Los adelantos científicos y las novedades tecnológicas, que por su variedad casi nos abruman, nos permiten conjeturar cómo será el mundo del mañana.
Algo que hace la ciencia ficción, “el punto donde el arte se encuentra con la ciencia y muestra de la manera más clara la estrecha relación entre ambas”, según palabras de Umberto Eco. Las buenas novelas y películas de ciencia ficción son aquellas que plantean dilemas éticos o sugieren conflictos sociales o políticos que podemos intuir ya en el presente. El ejemplo clásico es Un mundo feliz, de Aldous Huxley, autor que en 1932 imaginó una sociedad donde todos los individuos fueran engendrados en probeta, y programados genéticamente para ocupar un lugar en la escala social y laboral. Una contrautopía que hoy no parece del todo improbable.
Tendemos a pensar que ese mundo posible será mejor que el de ahora, porque nos han convencido de que vamos jalados por la fuerza del progreso. Pero de eso no estamos seguros. Las “predicciones” del científico de origen japonés Michio Kaku, por ejemplo, de que en un futuro no muy lejano podremos grabar pensamientos y emociones y enviarlos para que el que los reciba sienta lo mismo que nosotros, nos hacen sentir escalofrío. Grabar el deseo, la melancolía o el dolor es algo que no se nos había ocurrido que pudiera suceder. Kaku, autor de un libro recién aparecido, El futuro de la mente, y coautor de la Teoría de cuerdas, plantea que “quizá un día podamos transmitir la conciencia de nuestra mente, copiando todo nuestro cerebro en láseres poderosos que viajen a otras galaxias”. Ante el escepticismo, el autor contesta con una explicación científica: si el rayo láser puede contener enormes cantidades de información, si recibimos videos a través de cables de fibra óptica, ¿por qué no?
Cuáles serían las ventajas o desventajas de un logro como éste es algo que causa curiosidad e incita a la reflexión.
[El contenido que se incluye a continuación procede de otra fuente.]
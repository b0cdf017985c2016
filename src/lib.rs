//! # quote-paper
//!
//! Renders quotes into fixed-size images for e-reader lock screens. Quotes come
//! from CSV files (`"Quote text", Speaker`) or are typed in ad hoc; every quote
//! becomes one PNG with the text wrapped and sized to fill the canvas.
//!
//! # Pipeline
//!
//! ```text
//! CSV row ─→ record ─→ Quote
//!                        │
//!   fonts (random face) ─┤
//!                        ▼
//!                       fit  ─→ FitResult (size + wrapped lines)
//!                        │
//!                        ▼
//!                     render ─→ PNG, atomic write
//!
//! rotate: output/*.png ─→ 180° in place (independent pass)
//! ```
//!
//! Everything is single-threaded and synchronous. The only state shared across
//! quotes is the read-only font catalog.
//!
//! # Module Map
//!
//! | Module | Role |
//! |--------|------|
//! | [`record`] | CSV row splitting and parsing into [`record::Quote`] |
//! | [`fonts`] | Font discovery, random selection, the [`fonts::Face`] seam |
//! | [`fit`] | Greedy wrap + shrink-until-it-fits font sizing |
//! | [`render`] | Rasterization, PNG encoding, atomic file writes |
//! | [`rotate`] | In-place 180° rotation of a directory of images |
//! | [`generate`] | Batch and ad-hoc drivers wiring the pipeline together |
//! | [`canvas`] | Output dimensions, margins and colors |
//! | [`config`] | `quote-paper.toml` loading, merging, validation |
//! | [`naming`] | Output filename conventions |
//! | [`output`] | CLI report formatting |
//!
//! # Failure Policy
//!
//! A bad item never stops a batch: malformed rows, quotes that can't fit, and
//! images that fail to write or decode are logged, counted as skipped, and the
//! run continues. Only setup failures are fatal: an invalid config, no usable
//! font at all, or a missing data directory.

pub mod canvas;
pub mod config;
pub mod fit;
pub mod fonts;
pub mod generate;
pub mod naming;
pub mod output;
pub mod record;
pub mod render;
pub mod rotate;

#[cfg(test)]
pub(crate) mod test_helpers;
Otros “adelantos”, en cambio, nos hacen pensar que el camino que se nos propone linda con el absurdo. En estos días, por ejemplo, una conocida multinacional de aparatos electrónicos anunciaba su última novedad, una manilla o pulsera capaz de registrar todo lo que se nos antoje de nuestras acciones diarias: cuántos pasos hemos dado, cuántas calorías hemos consumido, cuántas llamadas nos han hecho, y un etcétera cuyos alcances no alcanzo a imaginarme. El redactor de la nota periodística se permitió hacer su pequeña lucubración, su doméstica apuesta ficcional: “Ya no será necesario sentarse a escribir cada noche y tratar de recordar los buenos o malos momentos de cada día para dejarlos registrados, sino que bastará con estar conectados...”. Qué tristeza, digo yo. Peor aún el programa que un pragmático acaba de crear, gracias al cual podemos saber en qué momento exacto pararnos de la silla para no perdernos lo mejor de la película. A él se le ocurrió, dice, mientras contenía las ganas de orinar en una que dura tres horas. Pobre. Lo que él no pensó es que en esos cinco minutos en que “no pasa nada”, puede estar la escena más bella o más reveladora. Me consuela pensar que ese programa no nos serviría en un partido de fútbol.